In recent weeks, a growing number of observers have scrutinized the stablecoin sector over the lack of transparency and are calling for greater insight on the assets backing the digital tokens.

While most of the criticism has focused on Tether’s USDT, the largest stablecoin by market capitalization, its closest rival USDC, which Circle operates, has also been called out for the lack of detail in its monthly “attestations.”

Circle announced Thursday that it is going public via a merger with Concord Acquisition Corp., a special purpose acquisition company (SPAC), in a deal that values the payments infrastructure provider at $4.5 billion. The company projected a USDC circulation of $190 billion by 2023, seven times more than it is now.

When asked Friday why Circle hasn’t provided more information about USDC’s reserves, Allaire said the company has been involved in a complex process for months preparing the Concord transaction.

The parties are required by the U.S. Securities and Exchange Commission (SEC) to file a Form S-4 detailing the proposed merger, he noted, suggesting that more pertinent information would come soon.

“Our intention is to include greater reserves transparency there,” Allaire said.

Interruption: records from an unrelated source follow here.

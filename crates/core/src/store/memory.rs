use async_trait::async_trait;
use eyre::Result;
use tokio::sync::RwLock;
use uuid::Uuid;

use super::ShiftStore;
use crate::{
    dates::IsoDate,
    models::{
        notification::Notification,
        principal::Role,
        schedule::ScheduleRow,
        swap::{SwapRequest, SwapStatus},
    },
};

#[derive(Debug, Clone)]
struct UserEntry {
    principal_id: String,
    employee_code: Option<String>,
    role: Role,
}

#[derive(Debug, Default)]
struct MemoryState {
    rows: Vec<ScheduleRow>,
    swaps: Vec<SwapRequest>,
    notifications: Vec<Notification>,
    users: Vec<UserEntry>,
}

/// In-process [`ShiftStore`] holding everything behind one lock.
#[derive(Debug, Default)]
pub struct MemoryStore {
    state: RwLock<MemoryState>,
}

impl MemoryStore {
    pub fn new() -> Self {
        Self::default()
    }

    /// Registers a principal for role and notification lookups.
    pub async fn add_user(&self, principal_id: &str, employee_code: Option<&str>, role: Role) {
        let mut state = self.state.write().await;
        state.users.retain(|user| user.principal_id != principal_id);
        state.users.push(UserEntry {
            principal_id: principal_id.to_string(),
            employee_code: employee_code.map(str::to_string),
            role,
        });
    }

    pub async fn notification_count(&self) -> usize {
        self.state.read().await.notifications.len()
    }
}

#[async_trait]
impl ShiftStore for MemoryStore {
    async fn replace_week(&self, week: &IsoDate, rows: &[ScheduleRow]) -> Result<()> {
        let mut state = self.state.write().await;
        state.notifications.clear();
        state.swaps.clear();
        state.rows.retain(|row| row.week_start_date != *week);
        state.rows.extend_from_slice(rows);
        Ok(())
    }

    async fn list_weeks(&self) -> Result<Vec<IsoDate>> {
        let state = self.state.read().await;
        let mut weeks: Vec<IsoDate> = state
            .rows
            .iter()
            .map(|row| row.week_start_date.clone())
            .collect();
        weeks.sort_by(|a, b| b.cmp(a));
        weeks.dedup();
        Ok(weeks)
    }

    async fn get_week_rows(&self, week: &IsoDate) -> Result<Vec<ScheduleRow>> {
        let state = self.state.read().await;
        let mut rows: Vec<ScheduleRow> = state
            .rows
            .iter()
            .filter(|row| row.week_start_date == *week)
            .cloned()
            .collect();
        rows.sort_by_key(|row| row.display_order);
        Ok(rows)
    }

    async fn list_swaps(&self) -> Result<Vec<SwapRequest>> {
        let state = self.state.read().await;
        // Reverse insertion order first so equal timestamps stay newest first
        let mut swaps: Vec<SwapRequest> = state.swaps.iter().rev().cloned().collect();
        swaps.sort_by(|a, b| b.created_at.cmp(&a.created_at));
        Ok(swaps)
    }

    async fn get_swap(&self, id: Uuid) -> Result<Option<SwapRequest>> {
        let state = self.state.read().await;
        Ok(state.swaps.iter().find(|swap| swap.id == id).cloned())
    }

    async fn insert_swap(&self, swap: &SwapRequest) -> Result<()> {
        self.state.write().await.swaps.push(swap.clone());
        Ok(())
    }

    async fn update_swap_status(
        &self,
        id: Uuid,
        expected: SwapStatus,
        next: SwapStatus,
    ) -> Result<Option<SwapRequest>> {
        let mut state = self.state.write().await;
        let updated = state
            .swaps
            .iter_mut()
            .find(|swap| swap.id == id && swap.status == expected)
            .map(|swap| {
                swap.status = next;
                swap.clone()
            });
        Ok(updated)
    }

    async fn insert_notification(&self, notification: &Notification) -> Result<()> {
        self.state
            .write()
            .await
            .notifications
            .push(notification.clone());
        Ok(())
    }

    async fn list_notifications(&self, user_id: &str) -> Result<Vec<Notification>> {
        let state = self.state.read().await;
        let mut notifications: Vec<Notification> = state
            .notifications
            .iter()
            .rev()
            .filter(|notification| notification.user_id == user_id)
            .cloned()
            .collect();
        notifications.sort_by(|a, b| b.created_at.cmp(&a.created_at));
        Ok(notifications)
    }

    async fn role_for_principal(&self, principal_id: &str) -> Result<Option<Role>> {
        let state = self.state.read().await;
        Ok(state
            .users
            .iter()
            .find(|user| user.principal_id == principal_id)
            .map(|user| user.role))
    }

    async fn principal_for_employee(&self, employee_code: &str) -> Result<Option<String>> {
        let state = self.state.read().await;
        Ok(state
            .users
            .iter()
            .find(|user| user.employee_code.as_deref() == Some(employee_code))
            .map(|user| user.principal_id.clone()))
    }
}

SEC filings are “the appropriate venue and medium to publish and share that kind of information,” he said.

Bypassing SWIFT

Allaire also spoke about the possibility of stablecoins challenging the decades-old SWIFT messaging system as a medium of international transactions.

“Dollar digital currencies can transact globally without touching SWIFT and other currencies like bitcoin can transact globally without touching SWIFT,” he said, noting that electronic currency is an invention that goes beyond stablecoins and central bank digital currencies (CBDCs).

“Internet-native money is here, it is growing rapidly and will continue to grow and that’s something that the world has to adjust to,” he said.